The best thing to do is always use the file/folder's SetAccessControl() method. It would look something like this:
$SD = Get-Acl $FilePath
(Get-Item $FilePath).SetAccessControl($SD)
I suggest always avoiding Set-Acl while working with the file system. If you'd like to fix get it fixed, you can vote the Connect bugs
here and
here up.
All that aside, replacing all ACEs like you're asking isn't that hard to do. Of course, you need to be EXTREMELY CAREFUL when trying to do something like that. Just eyeballing it, it looks like your code might actually do what you want (assuming the formatting
errors were introduced when you pasted your code in this post) if you run elevated or change your Set-Acl calls to SetAccessControl() calls. There are at least three things that do stand out as needing some attention, though:
- The code will probably take a 'Deny' ACE and turn it into an ACE granting 'Read' access.

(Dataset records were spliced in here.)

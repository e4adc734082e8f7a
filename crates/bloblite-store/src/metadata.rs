use std::fs;
use std::io;
use std::path::Path;

use chrono::{DateTime, Utc};
use serde::{Deserialize, Serialize};

use crate::error::{StoreError, StoreResult};

/// Suffix appended to a blob's stem to name its metadata sidecar.
pub const METADATA_SUFFIX: &str = ".metadata.json";

/// Content type recorded for every blob. There is no content sniffing.
pub const DEFAULT_CONTENT_TYPE: &str = "application/octet-stream";

/// Descriptive record persisted beside each uploaded blob.
///
/// On disk this is a JSON object with the keys `name`, `size`,
/// `uploaded_at` and `content_type`.
#[derive(Clone, Debug, PartialEq, Eq, Serialize, Deserialize)]
pub struct BlobMetadata {
    /// File name of the blob.
    pub name: String,
    /// Byte length of the blob at upload time.
    pub size: u64,
    /// UTC time of the upload.
    #[serde(with = "iso8601")]
    pub uploaded_at: DateTime<Utc>,
    /// Always [`DEFAULT_CONTENT_TYPE`] for records written by this crate.
    pub content_type: String,
}

impl BlobMetadata {
    /// Record for a blob of `size` bytes uploaded now.
    pub fn new(name: impl Into<String>, size: u64) -> Self {
        Self::with_timestamp(name, size, Utc::now())
    }

    pub fn with_timestamp(name: impl Into<String>, size: u64, uploaded_at: DateTime<Utc>) -> Self {
        Self {
            name: name.into(),
            size,
            uploaded_at,
            content_type: DEFAULT_CONTENT_TYPE.to_string(),
        }
    }
}

/// Sidecar file name for a blob: its stem plus [`METADATA_SUFFIX`].
///
/// The stem drops only the final extension, so `archive.tar.gz` maps to
/// `archive.tar.metadata.json` and `data.csv` to `data.metadata.json`.
/// A leading dot (`.bashrc`) or a trailing dot (`notes.`) is not an
/// extension, so such names keep their full text as the stem.
pub fn sidecar_file_name(blob_name: &str) -> String {
    let stem = match blob_name.rfind('.') {
        Some(i) if i > 0 && i + 1 < blob_name.len() => &blob_name[..i],
        _ => blob_name,
    };
    format!("{stem}{METADATA_SUFFIX}")
}

/// Serialize `metadata` to `path` as 2-space indented JSON.
pub(crate) fn write_sidecar(path: &Path, metadata: &BlobMetadata) -> io::Result<()> {
    let json = serde_json::to_vec_pretty(metadata).map_err(io::Error::other)?;
    fs::write(path, json)
}

/// Read the sidecar at `path`.
///
/// Returns `Ok(None)` when no sidecar exists. A sidecar that exists but
/// cannot be parsed is reported as [`StoreError::CorruptMetadata`].
pub(crate) fn read_sidecar(path: &Path) -> StoreResult<Option<BlobMetadata>> {
    let bytes = match fs::read(path) {
        Ok(bytes) => bytes,
        Err(e) if e.kind() == io::ErrorKind::NotFound => return Ok(None),
        Err(e) => {
            return Err(StoreError::io(
                format!("read metadata {}", path.display()),
                e,
            ))
        }
    };

    serde_json::from_slice(&bytes)
        .map(Some)
        .map_err(|e| StoreError::CorruptMetadata {
            path: path.to_path_buf(),
            reason: e.to_string(),
        })
}

/// Timestamps are written as `YYYY-MM-DDTHH:MM:SS.ffffff+00:00` and read
/// back from any RFC 3339 string.
mod iso8601 {
    use chrono::{DateTime, Utc};
    use serde::{Deserialize, Deserializer, Serializer};

    const FORMAT: &str = "%Y-%m-%dT%H:%M:%S%.6f+00:00";

    pub fn serialize<S>(value: &DateTime<Utc>, serializer: S) -> Result<S::Ok, S::Error>
    where
        S: Serializer,
    {
        serializer.collect_str(&value.format(FORMAT))
    }

    pub fn deserialize<'de, D>(deserializer: D) -> Result<DateTime<Utc>, D::Error>
    where
        D: Deserializer<'de>,
    {
        let raw = String::deserialize(deserializer)?;
        DateTime::parse_from_rfc3339(&raw)
            .map(|dt| dt.with_timezone(&Utc))
            .map_err(serde::de::Error::custom)
    }
}

#[cfg(test)]
mod tests {
    use super::*;
    use chrono::TimeZone;

    #[test]
    fn sidecar_name_uses_stem() {
        assert_eq!(sidecar_file_name("data.csv"), "data.metadata.json");
        assert_eq!(sidecar_file_name("archive.tar.gz"), "archive.tar.metadata.json");
        assert_eq!(sidecar_file_name("README"), "README.metadata.json");
        assert_eq!(sidecar_file_name(".bashrc"), ".bashrc.metadata.json");
    }

    #[test]
    fn trailing_dot_is_part_of_the_stem() {
        assert_eq!(sidecar_file_name("notes."), "notes..metadata.json");
        assert_eq!(sidecar_file_name("a..b"), "a..metadata.json");
        assert_eq!(sidecar_file_name("..x"), "..metadata.json");
    }

    #[test]
    fn json_shape_matches_layout() {
        let at = Utc.with_ymd_and_hms(2025, 3, 1, 12, 30, 0).unwrap();
        let meta = BlobMetadata::with_timestamp("data.csv", 23, at);
        let value = serde_json::to_value(&meta).unwrap();

        assert_eq!(value["name"], "data.csv");
        assert_eq!(value["size"], 23);
        assert_eq!(value["content_type"], "application/octet-stream");
        assert_eq!(value["uploaded_at"], "2025-03-01T12:30:00.000000+00:00");
        assert_eq!(value.as_object().unwrap().len(), 4);
    }

    #[test]
    fn reads_offset_and_zulu_timestamps() {
        let python = r#"{"name": "a.bin", "size": 4,
            "uploaded_at": "2024-06-01T08:00:00.123456+00:00",
            "content_type": "application/octet-stream"}"#;
        let meta: BlobMetadata = serde_json::from_str(python).unwrap();
        assert_eq!(meta.size, 4);
        assert_eq!(meta.uploaded_at.timestamp_subsec_micros(), 123456);

        let zulu = python.replace("+00:00", "Z");
        let meta2: BlobMetadata = serde_json::from_str(&zulu).unwrap();
        assert_eq!(meta.uploaded_at, meta2.uploaded_at);
    }

    #[test]
    fn sidecar_roundtrip_on_disk() {
        let dir = tempfile::tempdir().unwrap();
        let path = dir.path().join("data.metadata.json");
        let meta = BlobMetadata::new("data.csv", 23);

        write_sidecar(&path, &meta).unwrap();
        let text = fs::read_to_string(&path).unwrap();
        assert!(text.contains("\n  \"name\": \"data.csv\""));

        let back = read_sidecar(&path).unwrap().unwrap();
        assert_eq!(back.name, "data.csv");
        assert_eq!(back.size, 23);
        // Sub-microsecond precision is not persisted.
        assert_eq!(
            back.uploaded_at.timestamp_micros(),
            meta.uploaded_at.timestamp_micros()
        );
    }

    #[test]
    fn missing_sidecar_is_none() {
        let dir = tempfile::tempdir().unwrap();
        let result = read_sidecar(&dir.path().join("nope.metadata.json")).unwrap();
        assert!(result.is_none());
    }

    #[test]
    fn garbage_sidecar_is_corrupt() {
        let dir = tempfile::tempdir().unwrap();
        let path = dir.path().join("bad.metadata.json");
        fs::write(&path, b"{not json").unwrap();

        let err = read_sidecar(&path).unwrap_err();
        assert!(matches!(err, StoreError::CorruptMetadata { .. }));
    }
}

- The code doesn't take inheritance and propagation flags into account (it will create ACEs that apply directly to the folders, which isn't the default for a folder)
- The code will probably create explicit ACEs for each inherited ACE, which will create a mess
What about something like this?
$VerbosePreference = "Continue"
dir C:\path\to\folder -Recurse -Directory | ForEach-Object {
$FSO = $_
Write-Verbose ("Current file system object: {0}" -f $FSO.FullName)
try {
$SD = $FSO | Get-Acl
}
catch {
Write-Error ("Error getting security descriptor for '{0}': {1}" -f $FSO.FullName, $_.Exception.Message)
return
}
# Just look for explicit ACEs:
foreach ($Ace in $SD.GetAccessRules($true, $false, [System.Security.Principal.NTAccount])) {
if ($Ace.AccessControlType -ne "Allow") { continue } # I'm assuming you don't want to loosen Deny ACEs
Write-Verbose (" Found ACE granting '{0}' access to '{1}'; replacing with 'Read' access" -f $Ace.FileSystemRights, $Ace.IdentityReference)
# Create an identical ACE, except with 'Read' access only (this preserves the inheritance and propagation flags)
$ReadAce = New-Object System.Security.AccessControl.FileSystemAccessRule(
$Ace.IdentityReference,
"Read",
$Ace.InheritanceFlags,
$Ace.PropagationFlags,
$Ace.AccessControlType
)
# SetAccessRule will actually replace the existing ACE. No need to call Remove() then Add()
$SD.SetAccessRule($ReadAce)
}
Write-Verbose " Saving changes..."
# You'll have to uncomment this line:
# $FSO.SetAccessControl($SD)
}
Notice that the last line that actually makes changes is commented out. It won't save anything unless you remove the '#', but please make sure you've tested this thoroughly before running it in a production environment.